Not reward maximization — behavioral fidelity. The agent hesitates on hard trials, repeats rewarded choices, and occasionally lapses on easy ones, matching all five metrics of real mouse decision-making.

View on GitHubPython 3.11+ · MIT License · 104 tests

Beyond reward maximization

Standard RL benchmarks ask: how much reward can an agent earn? But animal behavior is richer. Mice slow down on hard trials [1]. They repeat actions after wins and switch after losses [4]. Both mice and monkeys make occasional mistakes on easy problems.
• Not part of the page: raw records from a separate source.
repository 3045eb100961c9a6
//! Upload inspection
//!
//! Derives authoritative metadata from the bytes themselves. The declared
//! filename is only consulted for text formats, which carry no magic bytes.

use attachs_core::{ValidationErrors, NOT_POSITIVE};
use tracing::debug;

use crate::model::ProcessedMetadata;

const OCTET_STREAM: &str = "application/octet-stream";

/// Textual application types that may be named by extension alone
const TEXTUAL_APPLICATION_TYPES: &[&str] = &[
    "application/json",
    "application/xml",
    "application/javascript",
    "application/x-yaml",
    "application/toml",
    "image/svg+xml",
];

/// Preferred extensions where the registry lists several
const CANONICAL_EXTENSIONS: &[(&str, &str)] = &[
    ("image/jpeg", "jpg"),
    ("image/tiff", "tif"),
    ("text/plain", "txt"),
    ("text/markdown", "md"),
    ("text/html", "html"),
    ("text/csv", "csv"),
    ("application/json", "json"),
    ("application/xml", "xml"),
    ("image/svg+xml", "svg"),
    (OCTET_STREAM, "bin"),
];

/// Inspect an upload, rejecting empty data
pub fn inspect(data: &[u8], declared_filename: Option<&str>) -> Result<ProcessedMetadata, ValidationErrors> {
    if data.is_empty() {
        return Err(ValidationErrors::field("size_bytes", NOT_POSITIVE));
    }

    let (content_type, extension) = match infer::get(data) {
        Some(kind) => (kind.mime_type().to_string(), kind.extension().to_string()),
        None => {
            let content_type = textual_type(data, declared_filename);
            let extension = canonical_extension(&content_type);
            (content_type, extension)
        }
    };

    debug!(
        content_type = %content_type,
        extension = %extension,
        size = data.len(),
        "Upload inspected"
    );

    Ok(ProcessedMetadata {
        content_type,
        extension,
        size_bytes: data.len() as i64,
    })
}

/// Content type of data without magic bytes
fn textual_type(data: &[u8], declared_filename: Option<&str>) -> String {
    let guessed = declared_filename
        .and_then(|name| mime_guess::from_path(name).first())
        .map(|mime| mime.essence_str().to_string())
        .filter(|mime| is_textual(mime));

    match guessed {
        Some(mime) if looks_textual(data) => mime,
        _ if looks_textual(data) => "text/plain".to_string(),
        _ => OCTET_STREAM.to_string(),
    }
}

fn is_textual(mime: &str) -> bool {
    mime.starts_with("text/") || TEXTUAL_APPLICATION_TYPES.contains(&mime)
}

fn looks_textual(data: &[u8]) -> bool {
    !data.contains(&0) && std::str::from_utf8(data).is_ok()
}

/// Canonical extension of a content type, `bin` when unknown
pub fn canonical_extension(content_type: &str) -> String {
    if let Some((_, ext)) = CANONICAL_EXTENSIONS
        .iter()
        .find(|(mime, _)| *mime == content_type)
    {
        return ext.to_string();
    }

    mime_guess::get_mime_extensions_str(content_type)
        .and_then(|exts| exts.first())
        .map(|ext| ext.to_string())
        .unwrap_or_else(|| "bin".to_string())
}
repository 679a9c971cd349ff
// src/handlers/scope.rs

use axum::{
    Extension, Json,
    extract::{Path, State},
    response::IntoResponse,
};
use serde_json::json;
use sqlx::SqlitePool;

use crate::{
    error::AppError,
    models::scope::{FavoriteRequest, Scope, ScopeLevel, ScopeOption, ScopeWithFav},
    utils::jwt::Claims,
};

async fn fetch_scope(pool: &SqlitePool, id: i64) -> Result<Scope, AppError> {
    sqlx::query_as(
        "SELECT id, title, caption, parent_id, level, in_scope_order, is_published
         FROM scopes WHERE id = ?",
    )
    .bind(id)
    .fetch_optional(pool)
    .await?
    .ok_or_else(|| AppError::NotFound("Scope not found".to_string()))
}

/// Published children of a parent (or the root textbooks when parent is
/// NULL), annotated with the user's favorite flag.
async fn fetch_children(
    pool: &SqlitePool,
    user_id: i64,
    parent_id: Option<i64>,
) -> Result<Vec<ScopeWithFav>, AppError> {
    let children: Vec<ScopeWithFav> = sqlx::query_as(
        r#"
        SELECT s.id, s.title, s.caption, s.level, s.in_scope_order,
               EXISTS(SELECT 1 FROM favorites f WHERE f.scope_id = s.id AND f.user_id = ?) AS is_fav
        FROM scopes s
        WHERE (? IS NULL AND s.parent_id IS NULL OR s.parent_id = ?)
          AND s.is_published = 1
        ORDER BY s.in_scope_order, s.id
        "#,
    )
    .bind(user_id)
    .bind(parent_id)
    .bind(parent_id)
    .fetch_all(pool)
    .await?;

    Ok(children)
}

/// Walks the parent chain upwards to build the breadcrumb trail, root first.
async fn fetch_breadcrumbs(pool: &SqlitePool, scope: &Scope) -> Result<Vec<Scope>, AppError> {
    let mut breadcrumbs = vec![scope.clone()];
    let mut parent_id = scope.parent_id;

    while let Some(id) = parent_id {
        let parent = fetch_scope(pool, id).await?;
        parent_id = parent.parent_id;
        breadcrumbs.insert(0, parent);
    }

    Ok(breadcrumbs)
}

/// Lists the published root textbooks for the curriculum browser.
pub async fn list_textbooks(
    State(pool): State<SqlitePool>,
    Extension(claims): Extension<Claims>,
) -> Result<impl IntoResponse, AppError> {
    let textbooks = fetch_children(&pool, claims.user_id(), None).await?;

    Ok(Json(json!({
        "title": "Textbooks",
        "breadcrumbs": [],
        "scopes": textbooks,
    })))
}

/// Shows one scope with its breadcrumbs and published children.
pub async fn get_scope(
    State(pool): State<SqlitePool>,
    Extension(claims): Extension<Claims>,
    Path(id): Path<i64>,
) -> Result<impl IntoResponse, AppError> {
    let scope = fetch_scope(&pool, id).await?;

    if !scope.is_published {
        return Err(AppError::NotFound("Scope not found".to_string()));
    }

    let breadcrumbs = fetch_breadcrumbs(&pool, &scope).await?;
    let children = fetch_children(&pool, claims.user_id(), Some(scope.id)).await?;

    let list_title = ScopeLevel::from_i64(scope.level + 1)
        .map(|l| format!("{}s", l.label()))
        .unwrap_or_else(|| "Problems".to_string());

    Ok(Json(json!({
        "title": scope.title,
        "list_title": list_title,
        "parent": scope,
        "breadcrumbs": breadcrumbs,
        "scopes": children,
    })))
}

/// Bare id/title list of a scope's published children, for cascading select
/// widgets on the custom exam form.
pub async fn list_children(
    State(pool): State<SqlitePool>,
    Path(id): Path<i64>,
) -> Result<impl IntoResponse, AppError> {
    // 404 for unknown parents, empty list for leaves
    fetch_scope(&pool, id).await?;

    let children: Vec<ScopeOption> = sqlx::query_as(
        "SELECT id, title FROM scopes WHERE parent_id = ? AND is_published = 1
         ORDER BY in_scope_order, id",
    )
    .bind(id)
    .fetch_all(&pool)
    .await?;

    Ok(Json(children))
}

/// Adds or removes a published scope from the user's favorites.
pub async fn toggle_favorite(
    State(pool): State<SqlitePool>,
    Extension(claims): Extension<Claims>,
    Json(payload): Json<FavoriteRequest>,
) -> Result<impl IntoResponse, AppError> {
    let user_id = claims.user_id();
    let scope = fetch_scope(&pool, payload.scope_id).await?;

    if !scope.is_published {
        return Err(AppError::BadRequest(
            "This scope is not accessible".to_string(),
        ));
    }

    let existing = sqlx::query("SELECT 1 FROM favorites WHERE user_id = ? AND scope_id = ?")
        .bind(user_id)
        .bind(scope.id)
        .fetch_optional(&pool)
        .await?;

    let message = if existing.is_some() {
        sqlx::query("DELETE FROM favorites WHERE user_id = ? AND scope_id = ?")
            .bind(user_id)
            .bind(scope.id)
            .execute(&pool)
            .await?;
        format!("{} removed from favorites successfully", scope.title)
    } else {
        sqlx::query("INSERT OR IGNORE INTO favorites (user_id, scope_id) VALUES (?, ?)")
            .bind(user_id)
            .bind(scope.id)
            .execute(&pool)
            .await?;
        format!("{} added to favorites successfully", scope.title)
    };

    Ok(Json(json!({ "message": message })))
}

/// Lists the user's favorite scopes.
pub async fn list_favorites(
    State(pool): State<SqlitePool>,
    Extension(claims): Extension<Claims>,
) -> Result<impl IntoResponse, AppError> {
    let favorites: Vec<Scope> = sqlx::query_as(
        r#"
        SELECT s.id, s.title, s.caption, s.parent_id, s.level, s.in_scope_order, s.is_published
        FROM scopes s
        JOIN favorites f ON f.scope_id = s.id
        WHERE f.user_id = ? AND s.is_published = 1
        ORDER BY s.level, s.in_scope_order, s.id
        "#,
    )
    .bind(claims.user_id())
    .fetch_all(&pool)
    .await?;

    Ok(Json(favorites))
}
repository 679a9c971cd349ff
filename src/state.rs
use crate::config::Config;
use axum::extract::FromRef;
use sqlx::SqlitePool;

#[derive(Clone)]
pub struct AppState {
    pub pool: SqlitePool,
    pub config: Config,
}

impl FromRef<AppState> for SqlitePool {
    fn from_ref(state: &AppState) -> Self {
        state.pool.clone()
    }
}

impl FromRef<AppState> for Config {
    fn from_ref(state: &AppState) -> Self {
        state.config.clone()
    }
}
// src/utils/hash.rs

use argon2::{
    Argon2,
    password_hash::{PasswordHash, PasswordHasher, PasswordVerifier, SaltString, rand_core::OsRng},
};
use crate::error::AppError;

pub fn hash_password(password: &str) -> Result<String, AppError> {
    let salt = SaltString::generate(&mut OsRng);

    let argon2 = Argon2::default();

    let password_hash = argon2
        .hash_password(password.as_bytes(), &salt)
        .map_err(|e| AppError::InternalServerError(e.to_string()))?
        .to_string();

    Ok(password_hash)
}

pub fn verify_password(password: &str, password_hash: &str) -> Result<bool, AppError> {
    let parsed_hash = PasswordHash::new(password_hash)
        .map_err(|e| AppError::InternalServerError(e.to_string()))?;

    let result = Argon2::default().verify_password(password.as_bytes(), &parsed_hash);

    match result {
        Ok(_) => Ok(true),
        Err(_) => Ok(false),
    }
}
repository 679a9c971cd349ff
// src/models/scope.rs

use serde::{Deserialize, Serialize};
use sqlx::FromRow;
use validator::Validate;

use crate::config::ExamQuotas;

/// Depth of a node in the curriculum tree. Stored as an INTEGER column,
/// derived from the parent's level at write time.
#[derive(Debug, Clone, Copy, PartialEq, Eq)]
pub enum ScopeLevel {
    Textbook = 0,
    Unit = 1,
    Chapter = 2,
    Lesson = 3,
}

impl ScopeLevel {
    pub fn from_i64(value: i64) -> Option<Self> {
        match value {
            0 => Some(Self::Textbook),
            1 => Some(Self::Unit),
            2 => Some(Self::Chapter),
            3 => Some(Self::Lesson),
            _ => None,
        }
    }

    pub fn label(&self) -> &'static str {
        match self {
            Self::Textbook => "Textbook",
            Self::Unit => "Unit",
            Self::Chapter => "Chapter",
            Self::Lesson => "Lesson",
        }
    }

    /// Target problem count for a single-scope exam at this level.
    pub fn quota(&self, quotas: &ExamQuotas) -> i64 {
        match self {
            Self::Textbook => quotas.textbook,
            Self::Unit => quotas.unit,
            Self::Chapter => quotas.chapter,
            Self::Lesson => quotas.lesson,
        }
    }
}

/// Represents the 'scopes' table: one node of the curriculum tree.
#[derive(Debug, Clone, FromRow, Serialize, Deserialize)]
pub struct Scope {
    pub id: i64,
    pub title: String,
    pub caption: String,
    pub parent_id: Option<i64>,
    pub level: i64,
    pub in_scope_order: i64,
    pub is_published: bool,
}

/// A scope annotated with whether the current user has favorited it.
/// Used by the curriculum browser.
#[derive(Debug, Serialize, FromRow)]
pub struct ScopeWithFav {
    pub id: i64,
    pub title: String,
    pub caption: String,
    pub level: i64,
    pub in_scope_order: i64,
    pub is_fav: bool,
}

/// Bare id/title pair for cascading select widgets.
#[derive(Debug, Serialize, FromRow)]
pub struct ScopeOption {
    pub id: i64,
    pub title: String,
}

/// DTO for creating a scope. The level is derived from the parent, never
/// supplied by the client.
#[derive(Debug, Deserialize, Validate)]
pub struct CreateScopeRequest {
    #[validate(length(min = 1, max = 256))]
    pub title: String,
    #[validate(length(max = 2000))]
    pub caption: Option<String>,
    pub parent_id: Option<i64>,
    #[validate(range(min = 0))]
    pub in_scope_order: Option<i64>,
    pub is_published: Option<bool>,
}

/// DTO for updating a scope. Fields are optional.
#[derive(Debug, Deserialize, Validate)]
pub struct UpdateScopeRequest {
    #[validate(length(min = 1, max = 256))]
    pub title: Option<String>,
    #[validate(length(max = 2000))]
    pub caption: Option<String>,
    pub parent_id: Option<i64>,
    #[validate(range(min = 0))]
    pub in_scope_order: Option<i64>,
    pub is_published: Option<bool>,
}

/// DTO for toggling a favorite.
#[derive(Debug, Deserialize)]
pub struct FavoriteRequest {
    pub scope_id: i64,
}
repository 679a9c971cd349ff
// src/models/mod.rs

pub mod exam;
pub mod problem;
pub mod scope;
pub mod tracker;
pub mod user;
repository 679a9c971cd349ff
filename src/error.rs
// src/error.rs

use axum::{
    Json,
    http::StatusCode,
    response::{IntoResponse, Response},
};
use serde_json::json;
use std::fmt;

/// Global Application Error Enum.
/// Centralizes error handling and mapping to HTTP responses.
#[derive(Debug)]
pub enum AppError {
    // 500 Internal Server Error
    InternalServerError(String),

    // 400 Bad Request
    BadRequest(String),

    // 401 Unauthorized
    AuthError(String),

    // 403 Forbidden (e.g., viewing someone else's exam)
    Forbidden(String),

    // 404 Not Found
    NotFound(String),

    // 409 Conflict (e.g., duplicate username, duplicate scope title)
    Conflict(String),

    // 429 Too Many Requests (weekly exam quota reached)
    RateLimited(String),
}

impl fmt::Display for AppError {
    fn fmt(&self, f: &mut fmt::Formatter<'_>) -> fmt::Result {
        write!(f, "{:?}", self)
    }
}

impl std::error::Error for AppError {}

/// Implements `IntoResponse` for `AppError`.
/// Converts the error into a JSON response with appropriate HTTP status code.
impl IntoResponse for AppError {
    fn into_response(self) -> Response {
        let (status, error_message) = match self {
            AppError::InternalServerError(msg) => {
                tracing::error!("Internal Server Error: {}", msg);
                (
                    StatusCode::INTERNAL_SERVER_ERROR,
                    "Internal Server Error".to_string(),
                )
            }
            AppError::BadRequest(msg) => (StatusCode::BAD_REQUEST, msg),
            AppError::AuthError(msg) => (StatusCode::UNAUTHORIZED, msg),
            AppError::Forbidden(msg) => (StatusCode::FORBIDDEN, msg),
            AppError::NotFound(msg) => (StatusCode::NOT_FOUND, msg),
            AppError::Conflict(msg) => (StatusCode::CONFLICT, msg),
            AppError::RateLimited(msg) => (StatusCode::TOO_MANY_REQUESTS, msg),
        };
        let body = Json(json!({
            "error": error_message,
        }));

        (status, body).into_response()
    }
}

/// Converts `sqlx::Error` into `AppError::InternalServerError`.
/// Allows using `?` operator on database queries.
impl From<sqlx::Error> for AppError {
    fn from(err: sqlx::Error) -> Self {
        AppError::InternalServerError(err.to_string())
    }
}

/// True when a sqlx error is a UNIQUE constraint violation, so handlers can
/// map user-triggerable duplicates to 409 instead of 500.
pub fn is_unique_violation(err: &sqlx::Error) -> bool {
    match err {
        sqlx::Error::Database(db) => db.message().contains("UNIQUE constraint failed"),
        _ => false,
    }
}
AnimalTaskSim measures behavioral fingerprints — accuracy vs. difficulty (psychometric curves), reaction time vs. difficulty (chronometric slopes [3]), how the last trial influences the next (history effects [4]), and mistakes on easy trials (lapse patterns).

Guiding Principles

  • Fidelity over flash — copy lab timing and priors exactly
  • Fingerprints over reward — match bias, RT, history, lapse statistics
  • Reproducibility — deterministic seeds, saved configs, schema-validated logs
  • Infrastructure as science — measurement bugs are scientific bugs

Three-circuit architecture

The model decomposes perceptual decision-making into three functionally independent circuits that mirror known brain organization [3].

Circuit 1

Evidence Accumulation

An LSTM processes stimulus features and outputs DDM parameters — drift rate, decision bound, starting-point bias, noise, non-decision time. A differentiable Euler-Maruyama DDM simulator then accumulates stochastic evidence over 120 steps, producing both a choice and a reaction time.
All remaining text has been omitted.